Novartis Wins FDA Nod for SMA Gene Therapy in Older Patients
Approval for Itvisma, a new formulation of Zolgensma, positions the one-time treatment to directly challenge chronic therapies from Biogen and Roche.
Novartis AG (NVS) has secured a pivotal U.S. Food and Drug Administration (FDA) approval for Itvisma, its gene replacement therapy for spinal muscular atrophy (SMA), significantly expanding its reach to include older children, teens, and adults. The decision opens a major new front in the multi-billion dollar SMA market, positioning the one-time treatment as a direct competitor to established, chronic therapies from rivals Biogen and Roche.

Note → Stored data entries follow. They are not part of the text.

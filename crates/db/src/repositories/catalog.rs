use crate::models::{DbCategory, DbProduct};
use eyre::Result;
use sqlx::{Pool, Postgres};

pub async fn get_active_categories(pool: &Pool<Postgres>) -> Result<Vec<DbCategory>> {
    let categories = sqlx::query_as::<_, DbCategory>(
        r#"
        SELECT id, name, description
        FROM categories
        WHERE is_active
        ORDER BY name ASC
        "#,
    )
    .fetch_all(pool)
    .await?;

    Ok(categories)
}

/// Active products, optionally narrowed to a category and a case-insensitive
/// name search.
pub async fn get_active_products(
    pool: &Pool<Postgres>,
    category_id: Option<i64>,
    search: Option<&str>,
) -> Result<Vec<DbProduct>> {
    let pattern = search
        .map(str::trim)
        .filter(|term| !term.is_empty())
        .map(|term| format!("%{}%", escape_like(term)));

    tracing::debug!(?category_id, ?pattern, "Listing active products");

    let products = sqlx::query_as::<_, DbProduct>(
        r#"
        SELECT id, category_id, name, description, image_url, pricing_mode,
               manual_price_ex_vat, recommended_price_ex_vat, base_price,
               apply_vat, custom_vat_rate, allergens, dietary_flags
        FROM products
        WHERE is_active
          AND ($1::BIGINT IS NULL OR category_id = $1)
          AND ($2::TEXT IS NULL OR name ILIKE $2)
        ORDER BY name ASC
        "#,
    )
    .bind(category_id)
    .bind(pattern)
    .fetch_all(pool)
    .await?;

    Ok(products)
}

pub async fn get_products_by_ids(pool: &Pool<Postgres>, ids: &[i64]) -> Result<Vec<DbProduct>> {
    let products = sqlx::query_as::<_, DbProduct>(
        r#"
        SELECT id, category_id, name, description, image_url, pricing_mode,
               manual_price_ex_vat, recommended_price_ex_vat, base_price,
               apply_vat, custom_vat_rate, allergens, dietary_flags
        FROM products
        WHERE is_active AND id = ANY($1)
        "#,
    )
    .bind(ids)
    .fetch_all(pool)
    .await?;

    Ok(products)
}

/// Escapes `%`, `_` and `\` so a search term matches literally inside ILIKE.
pub fn escape_like(term: &str) -> String {
    let mut escaped = String::with_capacity(term.len());
    for ch in term.chars() {
        if matches!(ch, '%' | '_' | '\\') {
            escaped.push('\\');
        }
        escaped.push(ch);
    }
    escaped
}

Shares of Novartis traded near their 52-week high at $126.54 on Monday following the announcement. The Swiss pharmaceutical giant, with a market capitalization of approximately $244 billion, is betting that the convenience of a single dose will appeal to a patient population currently reliant on repeated treatments.
Itvisma uses the same active substance (onasemnogene abeparvovec) as Zolgensma, Novartis’s groundbreaking gene therapy first approved for infants under two. This new approval is for an intrathecal administration, allowing the therapy to be delivered directly to the spinal fluid of patients two years and older. The approval is a “game-changing advance,” according to a statement from Dr. John W. Day, Director of Neuromuscular Medicine at Stanford University School of Medicine, who noted it expands the use of “transformational gene replacement therapy for SMA across age groups.”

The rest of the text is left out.